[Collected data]
-- -- --
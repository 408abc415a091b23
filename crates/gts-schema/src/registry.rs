//! Central schema registry for request payloads.
//!
//! The `SchemaRegistry` builds JSON Schemas from gts-core payload types at
//! construction time using [`schemars::schema_for!`] and validates incoming
//! JSON bodies via `jsonschema`.

use std::collections::HashMap;

use gts_core::responses::FieldIssue;
use jsonschema::error::ValidationErrorKind;
use schemars::schema_for;

use crate::error::SchemaError;
use crate::payload::Payload;

/// Central store of all request payload schemas.
pub struct SchemaRegistry {
    schemas: HashMap<&'static str, serde_json::Value>,
}

macro_rules! register {
    ($map:expr, $name:expr, $ty:ty) => {
        $map.insert($name, schema_for!($ty).to_value());
    };
}

/// Convert a JSON pointer (`/supervisor_ids/0`) into a dotted path.
fn dotted(pointer: &str) -> String {
    pointer.trim_start_matches('/').replace('/', ".")
}

fn issue_from(error: &jsonschema::ValidationError<'_>) -> FieldIssue {
    let base = dotted(&error.instance_path.to_string());
    let path = match &error.kind {
        ValidationErrorKind::Required { property } => {
            let name = property
                .as_str()
                .map_or_else(|| property.to_string(), str::to_string);
            if base.is_empty() {
                name
            } else {
                format!("{base}.{name}")
            }
        }
        _ => base,
    };
    FieldIssue::new(path, error.to_string())
}

impl SchemaRegistry {
    /// Build a registry with the create and update schema of every resource.
    #[must_use]
    pub fn new() -> Self {
        use gts_core::inputs::{
            InstituteUpdate, NewInstitute, NewPerson, NewSubjectTopic, NewThesis, NewUniversity,
            PersonUpdate, SubjectTopicUpdate, ThesisUpdate, UniversityUpdate,
        };

        let mut schemas = HashMap::new();

        register!(schemas, "new_university", NewUniversity);
        register!(schemas, "university_update", UniversityUpdate);
        register!(schemas, "new_institute", NewInstitute);
        register!(schemas, "institute_update", InstituteUpdate);
        register!(schemas, "new_person", NewPerson);
        register!(schemas, "person_update", PersonUpdate);
        register!(schemas, "new_subject_topic", NewSubjectTopic);
        register!(schemas, "subject_topic_update", SubjectTopicUpdate);
        register!(schemas, "new_thesis", NewThesis);
        register!(schemas, "thesis_update", ThesisUpdate);

        Self { schemas }
    }

    /// Get a schema by name. Returns `None` if not found.
    #[must_use]
    pub fn get(&self, name: &str) -> Option<&serde_json::Value> {
        self.schemas.get(name)
    }

    /// Validate a JSON value against a named schema.
    ///
    /// # Errors
    ///
    /// Returns `SchemaError::NotFound` if the schema name is unknown, or
    /// `SchemaError::ValidationFailed` carrying one issue per violation.
    pub fn validate(&self, name: &str, instance: &serde_json::Value) -> Result<(), SchemaError> {
        let schema = self
            .get(name)
            .ok_or_else(|| SchemaError::NotFound(name.to_string()))?;

        let validator = jsonschema::validator_for(schema)
            .map_err(|e| SchemaError::Generation(format!("{e}")))?;

        let issues: Vec<FieldIssue> = validator
            .iter_errors(instance)
            .map(|e| issue_from(&e))
            .collect();

        if issues.is_empty() {
            Ok(())
        } else {
            Err(SchemaError::ValidationFailed { issues })
        }
    }

    /// Validate `body` and deserialize it into a typed payload.
    ///
    /// Runs the schema first, then serde, then the payload's own checks
    /// for rules a static schema cannot express.
    ///
    /// # Errors
    ///
    /// Returns `SchemaError::ValidationFailed` if any stage rejects the body.
    pub fn parse<T: Payload>(&self, body: serde_json::Value) -> Result<T, SchemaError> {
        self.validate(T::SCHEMA, &body)?;

        let payload: T = serde_json::from_value(body).map_err(|e| SchemaError::ValidationFailed {
            issues: vec![FieldIssue::new("", e.to_string())],
        })?;

        let mut issues = Vec::new();
        payload.check(&mut issues);
        if issues.is_empty() {
            Ok(payload)
        } else {
            Err(SchemaError::ValidationFailed { issues })
        }
    }

    /// List all registered schema names.
    #[must_use]
    pub fn list(&self) -> Vec<&'static str> {
        let mut names: Vec<&'static str> = self.schemas.keys().copied().collect();
        names.sort_unstable();
        names
    }

    /// Number of registered schemas.
    #[must_use]
    pub fn schema_count(&self) -> usize {
        self.schemas.len()
    }
}

impl Default for SchemaRegistry {
    fn default() -> Self {
        Self::new()
    }
}
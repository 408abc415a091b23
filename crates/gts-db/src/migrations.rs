//! Database migration runner.
//!
//! Embeds the SQL migration files at compile time and executes them on
//! database open. All statements use `IF NOT EXISTS` for idempotent re-running.

use crate::GtsDb;
use crate::error::DatabaseError;

/// Initial schema: 9 tables, 8 indexes.
const MIGRATION_001: &str = include_str!("../migrations/001_initial.sql");

impl GtsDb {
    /// Run all embedded migrations in sequence.
    pub(crate) async fn run_migrations(&self) -> Result<(), DatabaseError> {
        self.acquire()
            .await
            .execute_batch(MIGRATION_001)
            .await
            .map_err(|e| DatabaseError::Migration(format!("001_initial: {e}")))?;
        Ok(())
    }
}
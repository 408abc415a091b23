use clap::{Args, Parser, Subcommand};
use gts_config::GtsConfig;

/// Top-level CLI parser for the `gts` binary.
#[derive(Debug, Parser)]
#[command(name = "gts", version, about = "GTS - graduate thesis registry")]
pub struct Cli {
    #[command(subcommand)]
    pub command: Commands,

    /// Quiet mode (errors only)
    #[arg(short, long, global = true)]
    pub quiet: bool,

    /// Verbose mode (debug logging)
    #[arg(short, long, global = true)]
    pub verbose: bool,
}

#[derive(Debug, Subcommand)]
pub enum Commands {
    /// Serve the HTTP API.
    Serve(ServeArgs),
}

#[derive(Debug, Args)]
pub struct ServeArgs {
    /// Listen address, overrides `server.bind`
    #[arg(long)]
    pub bind: Option<String>,

    /// Database file, overrides `database.path`
    #[arg(long)]
    pub database: Option<String>,
}

impl ServeArgs {
    /// Flags win over every configuration layer.
    pub fn apply(&self, config: &mut GtsConfig) {
        if let Some(bind) = &self.bind {
            config.server.bind.clone_from(bind);
        }
        if let Some(database) = &self.database {
            config.database.path.clone_from(database);
        }
    }
}

#[cfg(test)]
mod tests {
    use clap::{CommandFactory, Parser};
    use pretty_assertions::assert_eq;

    use super::{Cli, Commands};
    use gts_config::GtsConfig;

    #[test]
    fn clap_command_tree_is_valid() {
        Cli::command().debug_assert();
    }

    #[test]
    fn serve_flags_override_config() {
        let cli = Cli::try_parse_from([
            "gts",
            "serve",
            "--bind",
            "0.0.0.0:8080",
            "--database",
            "/tmp/gts.db",
            "--verbose",
        ])
        .expect("cli should parse");
        assert!(cli.verbose);

        let Commands::Serve(args) = cli.command;
        let mut config = GtsConfig::default();
        args.apply(&mut config);
        assert_eq!(config.server.bind, "0.0.0.0:8080");
        assert_eq!(config.database.path, "/tmp/gts.db");
    }

    #[test]
    fn absent_flags_keep_config() {
        let cli = Cli::try_parse_from(["gts", "serve"]).expect("cli should parse");
        let Commands::Serve(args) = cli.command;
        let mut config = GtsConfig::default();
        args.apply(&mut config);
        assert_eq!(config.server.bind, "127.0.0.1:3007");
        assert_eq!(config.database.path, "gts.db");
    }
}
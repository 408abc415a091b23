//! UI-facing views of registry records.
//!
//! The API speaks flat snake_case rows with integer ids. UI consumers work
//! with camelCase records, string ids, and nested id lists. These views and
//! their conversions are the whole translation; they hold no state.
//!
//! Two lossy spots are intentional:
//! - `PersonView::roles` is always empty. Roles only exist per thesis.
//! - `ThesisView` built from a bare [`Thesis`] row (list and search results)
//!   has empty `supervisor_ids`, `subject_topic_ids`, and `keywords`; only
//!   [`ThesisDetail`] fills them.

use serde::{Deserialize, Serialize};

use crate::entities::{Institute, Person, SubjectTopic, Thesis, ThesisDetail, University};
use crate::enums::ThesisType;
use crate::errors::CoreError;
use crate::inputs::{
    NewInstitute, NewPerson, NewSubjectTopic, NewThesis, NewUniversity, ThesisUpdate,
};

fn parse_id(field: &str, raw: &str) -> Result<i64, CoreError> {
    raw.trim()
        .parse::<i64>()
        .map_err(|_| CoreError::Validation(format!("{field} must be a numeric id, got '{raw}'")))
}

fn parse_ids(field: &str, raw: &[String]) -> Result<Vec<i64>, CoreError> {
    raw.iter().map(|id| parse_id(field, id)).collect()
}

fn ids_to_strings(ids: impl IntoIterator<Item = i64>) -> Vec<String> {
    ids.into_iter().map(|id| id.to_string()).collect()
}

/// Role a person can hold, as shown in the UI.
#[derive(Debug, Clone, Copy, PartialEq, Eq, Hash, Serialize, Deserialize)]
pub enum PersonRole {
    Author,
    Supervisor,
    #[serde(rename = "Co-supervisor")]
    CoSupervisor,
}

// ---------------------------------------------------------------------------
// University
// ---------------------------------------------------------------------------

#[derive(Debug, Clone, Serialize, Deserialize, PartialEq, Eq)]
#[serde(rename_all = "camelCase")]
pub struct UniversityView {
    pub id: String,
    pub name: String,
    pub country: String,
    pub city: String,
}

impl From<&University> for UniversityView {
    fn from(row: &University) -> Self {
        Self {
            id: row.university_id.to_string(),
            name: row.name.clone(),
            country: row.country.clone(),
            city: row.city.clone(),
        }
    }
}

impl From<&UniversityView> for NewUniversity {
    fn from(view: &UniversityView) -> Self {
        Self {
            name: view.name.clone(),
            country: view.country.clone(),
            city: view.city.clone(),
        }
    }
}

// ---------------------------------------------------------------------------
// Institute
// ---------------------------------------------------------------------------

#[derive(Debug, Clone, Serialize, Deserialize, PartialEq, Eq)]
#[serde(rename_all = "camelCase")]
pub struct InstituteView {
    pub id: String,
    pub name: String,
    pub university_id: String,
}

impl From<&Institute> for InstituteView {
    fn from(row: &Institute) -> Self {
        Self {
            id: row.institute_id.to_string(),
            name: row.name.clone(),
            university_id: row.university_id.to_string(),
        }
    }
}

impl TryFrom<&InstituteView> for NewInstitute {
    type Error = CoreError;

    fn try_from(view: &InstituteView) -> Result<Self, Self::Error> {
        Ok(Self {
            name: view.name.clone(),
            university_id: parse_id("universityId", &view.university_id)?,
        })
    }
}

// ---------------------------------------------------------------------------
// Person
// ---------------------------------------------------------------------------

#[derive(Debug, Clone, Serialize, Deserialize, PartialEq, Eq)]
#[serde(rename_all = "camelCase")]
pub struct PersonView {
    pub id: String,
    pub first_name: String,
    pub last_name: String,
    pub email: String,
    pub roles: Vec<PersonRole>,
    pub affiliation: Option<String>,
}

impl From<&Person> for PersonView {
    fn from(row: &Person) -> Self {
        Self {
            id: row.person_id.to_string(),
            first_name: row.first_name.clone(),
            last_name: row.last_name.clone(),
            email: row.email.clone(),
            roles: Vec::new(),
            affiliation: row.affiliation.clone(),
        }
    }
}

impl From<&PersonView> for NewPerson {
    fn from(view: &PersonView) -> Self {
        Self {
            first_name: view.first_name.clone(),
            last_name: view.last_name.clone(),
            email: view.email.clone(),
            affiliation: view.affiliation.clone().filter(|a| !a.is_empty()),
        }
    }
}

// ---------------------------------------------------------------------------
// SubjectTopic
// ---------------------------------------------------------------------------

#[derive(Debug, Clone, Serialize, Deserialize, PartialEq, Eq)]
#[serde(rename_all = "camelCase")]
pub struct SubjectTopicView {
    pub id: String,
    pub topic_name: String,
}

impl From<&SubjectTopic> for SubjectTopicView {
    fn from(row: &SubjectTopic) -> Self {
        Self {
            id: row.topic_id.to_string(),
            topic_name: row.topic_name.clone(),
        }
    }
}

impl From<&SubjectTopicView> for NewSubjectTopic {
    fn from(view: &SubjectTopicView) -> Self {
        Self {
            topic_name: view.topic_name.clone(),
        }
    }
}

// ---------------------------------------------------------------------------
// Thesis
// ---------------------------------------------------------------------------

#[derive(Debug, Clone, Serialize, Deserialize, PartialEq, Eq)]
#[serde(rename_all = "camelCase")]
pub struct ThesisView {
    pub id: String,
    /// The numeric thesis id, shown as the registry number.
    pub thesis_no: i64,
    pub title: String,
    #[serde(rename = "abstract")]
    pub abstract_text: String,
    #[serde(rename = "type")]
    pub thesis_type: ThesisType,
    pub university_id: String,
    pub institute_id: String,
    pub author_id: String,
    pub supervisor_ids: Vec<String>,
    #[serde(default, skip_serializing_if = "Option::is_none")]
    pub co_supervisor_id: Option<String>,
    pub year: i32,
    pub language: String,
    pub submission_date: String,
    pub num_pages: i32,
    pub subject_topic_ids: Vec<String>,
    pub keywords: Vec<String>,
}

impl From<&Thesis> for ThesisView {
    fn from(row: &Thesis) -> Self {
        Self {
            id: row.thesis_id.to_string(),
            thesis_no: row.thesis_id,
            title: row.title.clone(),
            abstract_text: row.abstract_text.clone(),
            thesis_type: row.thesis_type,
            university_id: row.university_id.to_string(),
            institute_id: row.institute_id.to_string(),
            author_id: row.author_id.to_string(),
            supervisor_ids: Vec::new(),
            co_supervisor_id: None,
            year: row.year,
            language: row.language.clone(),
            submission_date: row.submission_date.format("%Y-%m-%d").to_string(),
            num_pages: row.num_pages,
            subject_topic_ids: Vec::new(),
            keywords: Vec::new(),
        }
    }
}

impl From<&ThesisDetail> for ThesisView {
    fn from(detail: &ThesisDetail) -> Self {
        Self {
            supervisor_ids: ids_to_strings(detail.supervisor_ids()),
            co_supervisor_id: detail.co_supervisor_id().map(|id| id.to_string()),
            subject_topic_ids: ids_to_strings(detail.subject_topics.iter().map(|t| t.topic_id)),
            keywords: detail.keywords.clone(),
            ..Self::from(&detail.thesis)
        }
    }
}

impl TryFrom<&ThesisView> for NewThesis {
    type Error = CoreError;

    fn try_from(view: &ThesisView) -> Result<Self, Self::Error> {
        Ok(Self {
            title: view.title.clone(),
            abstract_text: view.abstract_text.clone(),
            author_id: parse_id("authorId", &view.author_id)?,
            year: view.year,
            thesis_type: view.thesis_type,
            university_id: parse_id("universityId", &view.university_id)?,
            institute_id: parse_id("instituteId", &view.institute_id)?,
            num_pages: view.num_pages,
            language: view.language.clone(),
            submission_date: view.submission_date.clone(),
            supervisor_ids: parse_ids("supervisorIds", &view.supervisor_ids)?,
            co_supervisor_id: view
                .co_supervisor_id
                .as_deref()
                .filter(|id| !id.is_empty())
                .map(|id| parse_id("coSupervisorId", id))
                .transpose()?,
            subject_topic_ids: parse_ids("subjectTopicIds", &view.subject_topic_ids)?,
            keywords: view.keywords.clone(),
        })
    }
}

impl TryFrom<&ThesisView> for ThesisUpdate {
    type Error = CoreError;

    /// Full replacement: every field of the view is sent, and a missing
    /// co-supervisor clears the stored one.
    fn try_from(view: &ThesisView) -> Result<Self, Self::Error> {
        let new = NewThesis::try_from(view)?;
        Ok(Self {
            title: Some(new.title),
            abstract_text: Some(new.abstract_text),
            author_id: Some(new.author_id),
            year: Some(new.year),
            thesis_type: Some(new.thesis_type),
            university_id: Some(new.university_id),
            institute_id: Some(new.institute_id),
            num_pages: Some(new.num_pages),
            language: Some(new.language),
            submission_date: Some(new.submission_date),
            supervisor_ids: Some(new.supervisor_ids),
            co_supervisor_id: Some(new.co_supervisor_id),
            subject_topic_ids: Some(new.subject_topic_ids),
            keywords: Some(new.keywords),
        })
    }
}
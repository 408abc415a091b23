//! Person repository.

use gts_core::entities::Person;
use gts_core::enums::EntityKind;
use gts_core::inputs::{NewPerson, PersonUpdate};
use libsql::Connection;

use crate::error::{DatabaseError, is_foreign_key_violation, write_error};
use crate::helpers::{Assignments, get_opt_string};
use crate::repos::references::referenced_by;
use crate::service::RegistryService;

const SELECT_COLS: &str = "person_id, first_name, last_name, email, affiliation";

fn row_to_person(row: &libsql::Row) -> Result<Person, DatabaseError> {
    Ok(Person {
        person_id: row.get(0)?,
        first_name: row.get(1)?,
        last_name: row.get(2)?,
        email: row.get(3)?,
        affiliation: get_opt_string(row, 4)?,
    })
}

async fn fetch_person(conn: &Connection, id: i64) -> Result<Option<Person>, DatabaseError> {
    let mut rows = conn
        .query(
            &format!("SELECT {SELECT_COLS} FROM person WHERE person_id = ?1"),
            [id],
        )
        .await?;
    match rows.next().await? {
        Some(row) => Ok(Some(row_to_person(&row)?)),
        None => Ok(None),
    }
}

/// Blank affiliations are stored as NULL.
fn normalize_affiliation(affiliation: Option<&str>) -> Option<String> {
    affiliation
        .map(str::trim)
        .filter(|a| !a.is_empty())
        .map(String::from)
}

impl RegistryService {
    /// All people, ordered by last name then first name.
    pub async fn list_people(&self) -> Result<Vec<Person>, DatabaseError> {
        let conn = self.db().acquire().await;
        let mut rows = conn
            .query(
                &format!(
                    "SELECT {SELECT_COLS} FROM person ORDER BY last_name, first_name, person_id"
                ),
                (),
            )
            .await?;

        let mut people = Vec::new();
        while let Some(row) = rows.next().await? {
            people.push(row_to_person(&row)?);
        }
        Ok(people)
    }

    pub async fn get_person(&self, id: i64) -> Result<Option<Person>, DatabaseError> {
        let conn = self.db().acquire().await;
        fetch_person(&conn, id).await
    }

    pub async fn create_person(&self, input: &NewPerson) -> Result<Person, DatabaseError> {
        let conn = self.db().acquire().await;
        conn.execute(
            "INSERT INTO person (first_name, last_name, email, affiliation) VALUES (?1, ?2, ?3, ?4)",
            libsql::params![
                input.first_name.as_str(),
                input.last_name.as_str(),
                input.email.as_str(),
                normalize_affiliation(input.affiliation.as_deref())
            ],
        )
        .await
        .map_err(|e| write_error(e, EntityKind::Person))?;

        let id = conn.last_insert_rowid();
        tracing::debug!(person_id = id, "person created");
        fetch_person(&conn, id).await?.ok_or(DatabaseError::NoResult)
    }

    pub async fn update_person(
        &self,
        id: i64,
        update: &PersonUpdate,
    ) -> Result<Option<Person>, DatabaseError> {
        let mut assignments = Assignments::new();
        assignments.set("first_name", update.first_name.clone());
        assignments.set("last_name", update.last_name.clone());
        assignments.set("email", update.email.clone());
        assignments.set_nullable(
            "affiliation",
            update
                .affiliation
                .as_ref()
                .map(|a| normalize_affiliation(a.as_deref())),
        );

        let conn = self.db().acquire().await;
        if assignments.is_empty() {
            return fetch_person(&conn, id).await;
        }

        let (sql, params) = assignments.into_statement("person", "person_id", id);
        conn.execute(&sql, libsql::params_from_iter(params))
            .await
            .map_err(|e| write_error(e, EntityKind::Person))?;
        fetch_person(&conn, id).await
    }

    pub async fn delete_person(&self, id: i64) -> Result<bool, DatabaseError> {
        let conn = self.db().acquire().await;
        match conn
            .execute("DELETE FROM person WHERE person_id = ?1", [id])
            .await
        {
            Ok(n) => Ok(n > 0),
            Err(e) if is_foreign_key_violation(&e) => Err(DatabaseError::StillReferenced {
                entity: EntityKind::Person,
                referenced_by: referenced_by(&conn, EntityKind::Person, id).await?,
            }),
            Err(e) => Err(e.into()),
        }
    }
}

#[cfg(test)]
mod tests {
    use super::*;
    use crate::test_support::{new_thesis, seed_fixture, seed_person, test_service};
    use crate::updates::person::PersonUpdateBuilder;
    use pretty_assertions::assert_eq;

    #[tokio::test]
    async fn create_then_get_roundtrip() {
        let svc = test_service().await;
        let input = NewPerson {
            first_name: "Cahit".into(),
            last_name: "Arf".into(),
            email: "cahit.arf@example.org".into(),
            affiliation: Some("Istanbul University".into()),
        };
        let created = svc.create_person(&input).await.unwrap();
        let fetched = svc.get_person(created.person_id).await.unwrap().unwrap();

        assert_eq!(fetched.first_name, input.first_name);
        assert_eq!(fetched.last_name, input.last_name);
        assert_eq!(fetched.email, input.email);
        assert_eq!(fetched.affiliation, input.affiliation);
    }

    #[tokio::test]
    async fn blank_affiliation_is_stored_as_null() {
        let svc = test_service().await;
        let created = svc
            .create_person(&NewPerson {
                first_name: "Feza".into(),
                last_name: "Gürsey".into(),
                email: "feza@example.org".into(),
                affiliation: Some(String::new()),
            })
            .await
            .unwrap();
        assert_eq!(created.affiliation, None);
    }

    #[tokio::test]
    async fn list_is_ordered_by_last_then_first_name() {
        let svc = test_service().await;
        seed_person(&svc, "Zeynep", "Aydın").await;
        seed_person(&svc, "Ali", "Yılmaz").await;
        seed_person(&svc, "Ayşe", "Aydın").await;

        let names: Vec<(String, String)> = svc
            .list_people()
            .await
            .unwrap()
            .into_iter()
            .map(|p| (p.last_name, p.first_name))
            .collect();
        assert_eq!(
            names,
            vec![
                ("Aydın".to_string(), "Ayşe".to_string()),
                ("Aydın".to_string(), "Zeynep".to_string()),
                ("Yılmaz".to_string(), "Ali".to_string()),
            ]
        );
    }

    #[tokio::test]
    async fn explicit_null_clears_affiliation() {
        let svc = test_service().await;
        let person = seed_person(&svc, "Oktay", "Sinanoğlu").await;
        svc.update_person(
            person.person_id,
            &PersonUpdateBuilder::new()
                .affiliation(Some("Yale".into()))
                .build(),
        )
        .await
        .unwrap();

        // An update without the field leaves it alone.
        let kept = svc
            .update_person(
                person.person_id,
                &PersonUpdateBuilder::new().first_name("Oktay").build(),
            )
            .await
            .unwrap()
            .unwrap();
        assert_eq!(kept.affiliation.as_deref(), Some("Yale"));

        let cleared = svc
            .update_person(
                person.person_id,
                &PersonUpdateBuilder::new().affiliation(None).build(),
            )
            .await
            .unwrap()
            .unwrap();
        assert_eq!(cleared.affiliation, None);
        assert_eq!(cleared.last_name, "Sinanoğlu");
    }

    #[tokio::test]
    async fn duplicate_email_is_rejected() {
        let svc = test_service().await;
        let first = seed_person(&svc, "Aziz", "Sancar").await;
        let err = svc
            .create_person(&NewPerson {
                first_name: "Other".into(),
                last_name: "Person".into(),
                email: first.email.clone(),
                affiliation: None,
            })
            .await
            .unwrap_err();
        assert!(matches!(
            err,
            DatabaseError::Duplicate {
                entity: EntityKind::Person
            }
        ));
    }

    #[tokio::test]
    async fn delete_author_is_still_referenced() {
        let svc = test_service().await;
        let fx = seed_fixture(&svc).await;
        svc.create_thesis(&new_thesis(&fx, "Analytical engines", 2019))
            .await
            .unwrap();

        let err = svc.delete_person(fx.author_id).await.unwrap_err();
        assert!(matches!(
            err,
            DatabaseError::StillReferenced {
                entity: EntityKind::Person,
                referenced_by: Some(EntityKind::Thesis),
            }
        ));

        let err = svc.delete_person(fx.supervisor_id).await.unwrap_err();
        assert!(matches!(
            err,
            DatabaseError::StillReferenced {
                entity: EntityKind::Person,
                referenced_by: Some(EntityKind::SupervisorAssignment),
            }
        ));

        assert!(svc.delete_person(fx.co_supervisor_id).await.unwrap());
    }
}
use axum::Json;
use axum::extract::State;
use gts_core::responses::{ApiEnvelope, DashboardStats};

use crate::AppState;
use crate::error::ApiError;

pub(crate) async fn stats(
    State(state): State<AppState>,
) -> Result<Json<ApiEnvelope<DashboardStats>>, ApiError> {
    Ok(Json(ApiEnvelope::ok(state.service.dashboard_stats().await?)))
}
-- -- --
## The task
The lines from the first of the entries through the line holding "pub struct SchemaRegistry" are to be restated word for word, and no others.

## Written response
repository 408abc415a091b23
filename crates/gts-schema/src/registry.rs
//! Central schema registry for request payloads.
//!
//! The `SchemaRegistry` builds JSON Schemas from gts-core payload types at
//! construction time using [`schemars::schema_for!`] and validates incoming
//! JSON bodies via `jsonschema`.

use std::collections::HashMap;

use gts_core::responses::FieldIssue;
use jsonschema::error::ValidationErrorKind;
use schemars::schema_for;

use crate::error::SchemaError;
use crate::payload::Payload;

/// Central store of all request payload schemas.
pub struct SchemaRegistry {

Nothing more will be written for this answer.